For those who couldn’t make the trip, transcripts from today’s Schwarzenegger v. EMA hearing at the Supreme Court are now available online.
It’s November 2 and if you’ve been paying any attention at all you’ll know that means it’s the Big Day: The day that attorneys for the state of California and the videogame industry present their arguments over the constitutionality of California’s proposed videogame law to the Supreme Court of the United States. Pretty heady stuff.
Fortunately, for those interested in such matters – and that really should be all of you – the full transcript of the arguments is now available at Scribd. It’s not exactly a fun read but it is thought-provoking, illustrating the many concerns about the law held by all three sides in the debate. Justice Antonin Scalia got things rolling when he asked Zackery P. Morazzini, the Deputy Attorney General of California, what exactly constitutes “deviant” violence under the law, pointing out that many of Grimm’s fairy tales are in fact “quite grim” themselves.

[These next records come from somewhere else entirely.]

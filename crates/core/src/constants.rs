/// Slab table name for rent resolution (ascending convention)
pub const RENT_SLAB_TABLE: &str = "rent";

/// Slab table name for earnings resolution (descending convention)
pub const EARNINGS_SLAB_TABLE: &str = "earnings";

/// Decimal precision for persisted ledger amounts
pub const DECIMAL_PRECISION: u32 = 6;

/// Working-day multiplier applied when a vehicle has no saved snapshot row
pub const DEFAULT_WORKING_DAY_MULTIPLIER: u32 = 1;

/// Batch size for parallel transaction-summary fetches during report builds
pub const SUMMARY_FETCH_BATCH_SIZE: usize = 8;

/// Per-vehicle deadline for a transaction-summary fetch; an elapsed fetch
/// degrades that row instead of stalling the report
pub const SUMMARY_FETCH_TIMEOUT_SECS: u64 = 10;
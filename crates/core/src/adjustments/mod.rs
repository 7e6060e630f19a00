//! Financial adjustments: global categories, manual per-vehicle entries,
//! the three-layer profit/loss ledger, and the category edit queue.

mod adjustments_model;
mod adjustments_traits;
mod edit_queue;
mod ledger;

pub use adjustments_model::*;
pub use adjustments_traits::*;
pub use edit_queue::*;
pub use ledger::*;


#[cfg(test)]
mod edit_queue_tests;
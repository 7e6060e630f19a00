//! Unit tests for the category edit queue (draft / flush / discard).

use super::*;
use crate::periods::Period;
use crate::snapshots::snapshot_service_tests::InMemorySnapshotRepository;
use crate::snapshots::{SnapshotService, SnapshotServiceTrait};
use chrono::NaiveDate;
use rust_decimal_macros::dec;
use std::sync::Arc;

fn january() -> Period {
    Period::new(
        NaiveDate::from_ymd_opt(2026, 1, 1).unwrap(),
        NaiveDate::from_ymd_opt(2026, 1, 31).unwrap(),
    )
    .unwrap()
}

fn snapshot_service() -> Arc<dyn SnapshotServiceTrait> {
    Arc::new(SnapshotService::new(Arc::new(
        InMemorySnapshotRepository::default(),
    )))
}

#[tokio::test]
async fn test_edits_accumulate_without_writes() {
    let service = snapshot_service();
    let mut queue = CategoryEditQueue::open(service.clone(), january()).unwrap();

    let category = AdjustmentCategory::new("tolls", AdjustmentKind::Expense, dec!(50));
    let id = category.id.clone();
    queue.add_category(category);
    queue.set_amount(&id, dec!(75));
    queue.toggle_active(&id);

    assert_eq!(queue.pending_changes(), 3);
    // Nothing applied yet: a fresh load still sees no categories.
    assert!(service.latest_categories(&january()).unwrap().is_empty());
}

#[tokio::test]
async fn test_flush_applies_draft_once_and_resets_count() {
    let service = snapshot_service();
    let mut queue = CategoryEditQueue::open(service.clone(), january()).unwrap();

    queue.add_category(AdjustmentCategory::new(
        "washing",
        AdjustmentKind::Expense,
        dec!(30),
    ));
    queue.add_category(AdjustmentCategory::new(
        "bonus",
        AdjustmentKind::Income,
        dec!(120),
    ));
    assert_eq!(queue.pending_changes(), 2);

    queue.flush().await.unwrap();
    assert_eq!(queue.pending_changes(), 0);

    let applied = service.latest_categories(&january()).unwrap();
    assert_eq!(applied.len(), 2);
}

#[tokio::test]
async fn test_discard_restores_last_applied_snapshot() {
    let service = snapshot_service();
    let mut queue = CategoryEditQueue::open(service.clone(), january()).unwrap();

    queue.add_category(AdjustmentCategory::new(
        "tolls",
        AdjustmentKind::Expense,
        dec!(50),
    ));
    queue.flush().await.unwrap();

    // Draft a second round of edits, then cancel them.
    let id = queue.draft()[0].id.clone();
    queue.set_amount(&id, dec!(999));
    queue.add_category(AdjustmentCategory::new(
        "scrapped",
        AdjustmentKind::Income,
        dec!(1),
    ));
    assert_eq!(queue.pending_changes(), 2);

    queue.discard().unwrap();
    assert_eq!(queue.pending_changes(), 0);
    assert_eq!(queue.draft().len(), 1);
    assert_eq!(queue.draft()[0].amount, dec!(50));
}

#[tokio::test]
async fn test_missing_category_edits_do_not_count() {
    let service = snapshot_service();
    let mut queue = CategoryEditQueue::open(service, january()).unwrap();

    assert!(!queue.set_amount("no-such-id", dec!(10)));
    assert!(!queue.toggle_active("no-such-id"));
    assert!(!queue.remove_category("no-such-id"));
    assert_eq!(queue.pending_changes(), 0);
}

#[tokio::test]
async fn test_remove_category_counts_as_edit() {
    let service = snapshot_service();
    let mut queue = CategoryEditQueue::open(service, january()).unwrap();

    let category = AdjustmentCategory::new("tolls", AdjustmentKind::Expense, dec!(50));
    let id = category.id.clone();
    queue.add_category(category);
    assert!(queue.remove_category(&id));
    assert_eq!(queue.pending_changes(), 2);
    assert!(queue.draft().is_empty());
}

“I’m concerned about the producer of games who has to know what he has to do in order to comply with the law… A law that has criminal penalties has to be clear,” he said. “And how is the manufacturer to know whether a particular violent game is covered or not?”

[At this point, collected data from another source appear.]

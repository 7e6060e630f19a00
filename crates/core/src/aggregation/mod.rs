//! Per-vehicle period aggregation of approved trip records.

mod aggregation_model;
mod aggregation_service;

pub use aggregation_model::*;
pub use aggregation_service::*;
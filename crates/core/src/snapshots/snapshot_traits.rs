//! Repository trait for snapshot persistence.

use async_trait::async_trait;

use crate::adjustments::AdjustmentSnapshot;
use crate::errors::Result;
use crate::periods::Period;

use super::VehiclePeriodSnapshot;

/// Storage contract for the snapshot store. Writes are async and
/// non-transactional across rows; reads are synchronous. Conflicts between
/// adjustment-snapshot versions are resolved at read time by `saved_at`,
/// never by locking.
#[async_trait]
pub trait SnapshotRepositoryTrait: Send + Sync {
    /// Insert or overwrite the row keyed by (vehicle_id, period_start).
    async fn upsert_vehicle_snapshot(&self, snapshot: &VehiclePeriodSnapshot) -> Result<()>;

    /// The vehicle's own row whose period overlaps the given one, if any.
    /// Never merged across vehicles.
    fn get_vehicle_snapshot(
        &self,
        vehicle_id: &str,
        period: &Period,
    ) -> Result<Option<VehiclePeriodSnapshot>>;

    /// Vehicles holding a snapshot row overlapping the period.
    fn list_vehicle_ids_in_period(&self, period: &Period) -> Result<Vec<String>>;

    /// Append one adjustment-snapshot version. Versions are never updated
    /// in place; concurrent applies simply append and the read side picks
    /// the winner.
    async fn save_adjustment_snapshot(&self, snapshot: &AdjustmentSnapshot) -> Result<()>;

    /// Among stored versions overlapping the period, the one with the
    /// greatest `saved_at`.
    fn get_latest_adjustment_snapshot(&self, period: &Period)
        -> Result<Option<AdjustmentSnapshot>>;
}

Justice Elena Kagan also pressed Morazzini about what would be excluded from First Amendment protections under the law, noting that the state’s definition of “morbid violence” was vague. “How do we separate violent games that are covered from violent games just as violent that are not covered?” she asked.

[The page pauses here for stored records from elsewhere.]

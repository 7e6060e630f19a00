use std::sync::Arc;

use rust_decimal::Decimal;

use super::slabs_model::{Slab, SlabConvention, SlabTable};

/// Resolves a trip count to a rate. The two slab conventions are separate
/// strategies behind this trait so a call site can never mix them; a
/// resolver only exists for a table that already passed load-time
/// validation, so resolution is total over all trip counts.
pub trait RateResolver: Send + Sync {
    fn resolve(&self, trip_count: u32) -> Decimal;

    /// Name of the slab table this resolver was built from.
    fn table_name(&self) -> &str;
}

/// Ascending convention: the unique tier with `min_trips <= n < max_trips`
/// (`max_trips = None` reads as infinity). Used by the rent table, resolved
/// once per period on the cumulative trip count.
pub struct AscendingSlabResolver {
    name: String,
    slabs: Vec<Slab>,
}

impl RateResolver for AscendingSlabResolver {
    fn resolve(&self, trip_count: u32) -> Decimal {
        // Validation guarantees contiguous coverage from 0 with an unbounded
        // top tier, so exactly one tier matches.
        self.slabs
            .iter()
            .find(|s| {
                trip_count >= s.min_trips && s.max_trips.map_or(true, |max| trip_count < max)
            })
            .map(|s| s.rate)
            .unwrap_or_else(|| unreachable!("validated ascending table left {} uncovered", trip_count))
    }

    fn table_name(&self) -> &str {
        &self.name
    }
}

/// Descending convention: thresholds scanned highest-first, first tier with
/// `n >= threshold` wins; the 0 threshold acts as the catch-all. Used by the
/// earnings table, resolved independently for each day's trip count.
pub struct DescendingSlabResolver {
    name: String,
    slabs: Vec<Slab>,
}

impl RateResolver for DescendingSlabResolver {
    fn resolve(&self, trip_count: u32) -> Decimal {
        self.slabs
            .iter()
            .find(|s| trip_count >= s.min_trips)
            .map(|s| s.rate)
            .unwrap_or_else(|| unreachable!("validated descending table left {} uncovered", trip_count))
    }

    fn table_name(&self) -> &str {
        &self.name
    }
}

impl SlabTable {
    /// Consumes the validated table and yields the resolver strategy for its
    /// convention.
    pub fn into_resolver(self) -> Arc<dyn RateResolver> {
        let convention = self.convention();
        let name = self.name().to_string();
        let slabs = self.slabs().to_vec();
        match convention {
            SlabConvention::Ascending => Arc::new(AscendingSlabResolver { name, slabs }),
            SlabConvention::Descending => Arc::new(DescendingSlabResolver { name, slabs }),
        }
    }
}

But the Court hammered away at the game industry as well, asking attorney Paul M. Smith why exactly it believed that the government shouldn’t have the right to keep videogames that include such acts as setting schoolgirls on fire and then urinating on them out of the hands of ten-year-olds. Justice Samuel Alit also noted that the medium of videogames was utterly beyond the imaginings of the men who created the First Amendment.
“We have here a new – a new medium that cannot possibly have been envisioned at the time when the First Amendment was ratified,” Alito said. “So this presents a question that could not have been specifically contemplated at the time when the First Amendment was adopted. And to say, well, because nobody was – because descriptions in a book of violence were not considered a category of speech that was appropriate for limitation at the time when the First Amendment was violated is entirely artificial.”
The arguments have been made and the matter is now in the hands of the Supreme Court, but it’s still interesting to see how both sides argued their cases and how the judges responded to each. And we still have plenty of time to discuss the matter and make predictions: A ruling isn’t expected to be made until at least February 2011.